23227 led to stationary traffic.

#Creating a Data Dictionary for the US Accidents and Population Data
myvariables<-Accident_Pop_Data %>% select(c("State", 
                         "Sunrise_Sunset", 
                         "Weather_Condition", 
                         "Side",
                         "Severity",
                         "CTYNAME",
                         "POPESTIMATE2021",
                         "accidentLocation",
                         "Start_time",
                         "Description",
                         "STNAME"))
dataDictionary <- tibble(Variable = colnames(myvariables),
                         Description = c("US States", 
                         "Day or Night", 
                         "Weather Conditions", 
                         " Side of the Road",
                         "Impact of the accident on traffic on a scale of 1 to 4",
                         "Name of the city",
                         "2021 Population Estimate",
                         "Location of the accident",
                         "Start time of the Accident",
                         "Description of the accident aftermath",
                         "The name of the State"),
Type = map_chr(myvariables, .f = function(x){typeof(x)[1]}),
Class = map_chr(myvariables, .f = function(x){class(x)[1]}))
flextable::flextable(dataDictionary, cwidth = 2)
# Randomization test example ---------------------------------

library(broom)

# Loading the dataset

data(US_Accidents_2021_3States)
myData <- US_Accidents_2021_3States %>% select(Sunrise_Sunset, `Visibility(mi)`) 

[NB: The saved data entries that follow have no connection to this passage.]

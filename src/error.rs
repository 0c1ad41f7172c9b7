use std::path::PathBuf;

use thiserror::Error;

/// Convenience result type for import operations.
pub type ImportResult<T> = Result<T, ImportError>;

/// Convenience result type for [`crate::storage::RecordStore`] operations.
pub type StorageResult<T> = Result<T, StorageError>;

/// Fatal error for one import.
///
/// Row-level problems are never reported through this type; they are collected as
/// [`crate::ingestion::record::RowError`]s in the [`crate::report::IngestionReport`] and the
/// import carries on.
#[derive(Debug, Error)]
pub enum ImportError {
    /// Underlying I/O error (e.g. file not found, permission denied).
    #[error("io error: {0}")]
    Io(#[from] std::io::Error),

    /// CSV reader error.
    #[error("csv error: {0}")]
    Csv(#[from] csv::Error),

    /// Configuration or catalog TOML could not be deserialized.
    #[error("toml error: {0}")]
    Toml(#[from] toml::de::Error),

    /// The filename does not carry a recognized tabular extension.
    #[error("unsupported file '{filename}': expected a .csv, .tsv or .tab file")]
    UnsupportedFormat { filename: String },

    /// The upload is not valid UTF-8.
    #[error("file '{filename}' is not valid UTF-8: {message}")]
    Decode { filename: String, message: String },

    /// The upload has no header row or no data rows.
    #[error("file '{filename}' is empty")]
    EmptyTable { filename: String },

    /// One or more required canonical fields did not match any header.
    #[error("missing required columns {missing:?}. headers={headers:?}")]
    MissingRequiredColumns {
        missing: Vec<String>,
        headers: Vec<String>,
    },

    /// Every data row was rejected.
    #[error("no records could be built. errors: {}", first_errors.join("; "))]
    NoValidRecords { first_errors: Vec<String> },

    /// Replace mode could not purge the existing records; nothing was written.
    #[error("failed to delete existing records: {source}")]
    Deletion {
        #[source]
        source: StorageError,
    },

    /// A batch failed to commit. Batches committed before it remain persisted unless the
    /// import ran in all-or-nothing mode.
    #[error("failed to save batch {batch}/{batches_total} ({saved_rows} rows already saved): {source}")]
    Persistence {
        batch: usize,
        batches_total: usize,
        saved_rows: usize,
        #[source]
        source: StorageError,
    },

    /// The lock file serialising imports into the target could not be taken.
    #[error("could not lock '{}': {source}", path.display())]
    Lock {
        path: PathBuf,
        #[source]
        source: std::io::Error,
    },

    /// Storage error outside the delete/insert phases (opening, schema setup, counting).
    #[error("storage error: {0}")]
    Storage(#[from] StorageError),

    /// Invalid canonical field catalog.
    #[error("catalog error: {0}")]
    Catalog(#[from] CatalogError),

    /// Invalid configuration value.
    #[error("config error: {message}")]
    Config { message: String },
}

/// Error returned by a [`crate::storage::RecordStore`].
#[derive(Debug, Error)]
pub enum StorageError {
    /// SQLite error.
    #[error("sqlite error: {0}")]
    Sqlite(#[from] rusqlite::Error),

    /// The store refused an operation (used by non-SQL stores).
    #[error("{operation} rejected: {message}")]
    Rejected { operation: String, message: String },
}

/// The canonical field catalog does not describe a usable table.
#[derive(Debug, Error, Clone, PartialEq, Eq)]
pub enum CatalogError {
    #[error("catalog has no fields")]
    Empty,

    #[error("duplicate field '{0}'")]
    DuplicateField(String),

    #[error("'{0}' is not a valid column name (expected [a-z_][a-z0-9_]*)")]
    InvalidName(String),

    #[error("field '{0}' has no aliases")]
    NoAliases(String),

    #[error("expected exactly one identity field, found {0}")]
    IdentityCount(usize),

    #[error("identity field '{0}' must be text with no default")]
    InvalidIdentity(String),

    #[error("field '{field}' has a default that does not match its type")]
    DefaultTypeMismatch { field: String },

    #[error("unknown field '{0}'")]
    UnknownField(String),
}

# Fitting One-Way ANOVA model
modFit <- aov(`Visibility(mi)` ~ Sunrise_Sunset, data = US_Accidents_2021_3States)
Fstatistic <- modFit %>% tidy() %>% slice_head(n = 1) %>% pull(statistic)

# Getting the number of accidents during the day and night

groupCounts <- US_Accidents_2021_3States %>% dplyr::count(Sunrise_Sunset) %>% filter(Sunrise_Sunset%in%c("Day", "Night"))
flextable::flextable(groupCounts, cwidth = 2)
# Overall sample size
N <- nrow(US_Accidents_2021_3States)

# Number of permutations
nperms <- 1000

# Instantiating vector for test statistics
permFs <- vector(length = nperms)
mean(permFs>=Fstatistic)
## [1] 0
# Create vector of the number of accidents during the day and night
groups <- rep(groupCounts$Sunrise_Sunset, times = groupCounts$n)

for(p in 1:nperms) {
permData <- US_Accidents_2021_3States %>% mutate(Sunrise_Sunset = groups[sample(1:N, size = N, replace = FALSE)])

# Calculate accidents during the day and night
modFit <- aov(`Visibility(mi)` ~ Sunrise_Sunset, data = permData)
permFs[p] <- modFit %>% tidy() %>% slice_head(n = 1) %>% pull(statistic)
}
permFs[p]
## [1] 0.008839787

96,800 accidents happened during the day and 51,486 accidents during the night. The number of permFs was 0.008839787.

# Calculating the standard error

myname<-US_Accidents_2021_3States %>% dplyr::rename(Visibility = `Visibility(mi)`) %>% filter(!is.na(Visibility))

set.seed(1994)

n <-nrow(myname) 
visibility <- myname$Visibility
median(visibility)
## [1] 10
B<- 100

# Instantiating matrix for bootstrap samples
paramboots <- matrix(NA, nrow = n, ncol = B)
xBar<-mean(visibility)
s<-sd(visibility)

# Simulating a normal set of 30 values, B times
for(b in 1:B) {
paramboots[, b] <- rnorm(n=n, mean=xBar, sd=s)
}

#Installing vector for bootstrap medians
bootparamMedians<-vector(length=B)

#Calculating median for each simulated data set
for(b in 1:B) {
  bootparamMedians[b]<-median(paramboots[,b])
}

#Obtain a parametric bootstrap estimate of the standard error of the sample median.
  SEparamestimate<-sd(bootparamMedians[b])

The parametric bootstrap estimate of the standard error of the sample median is 10.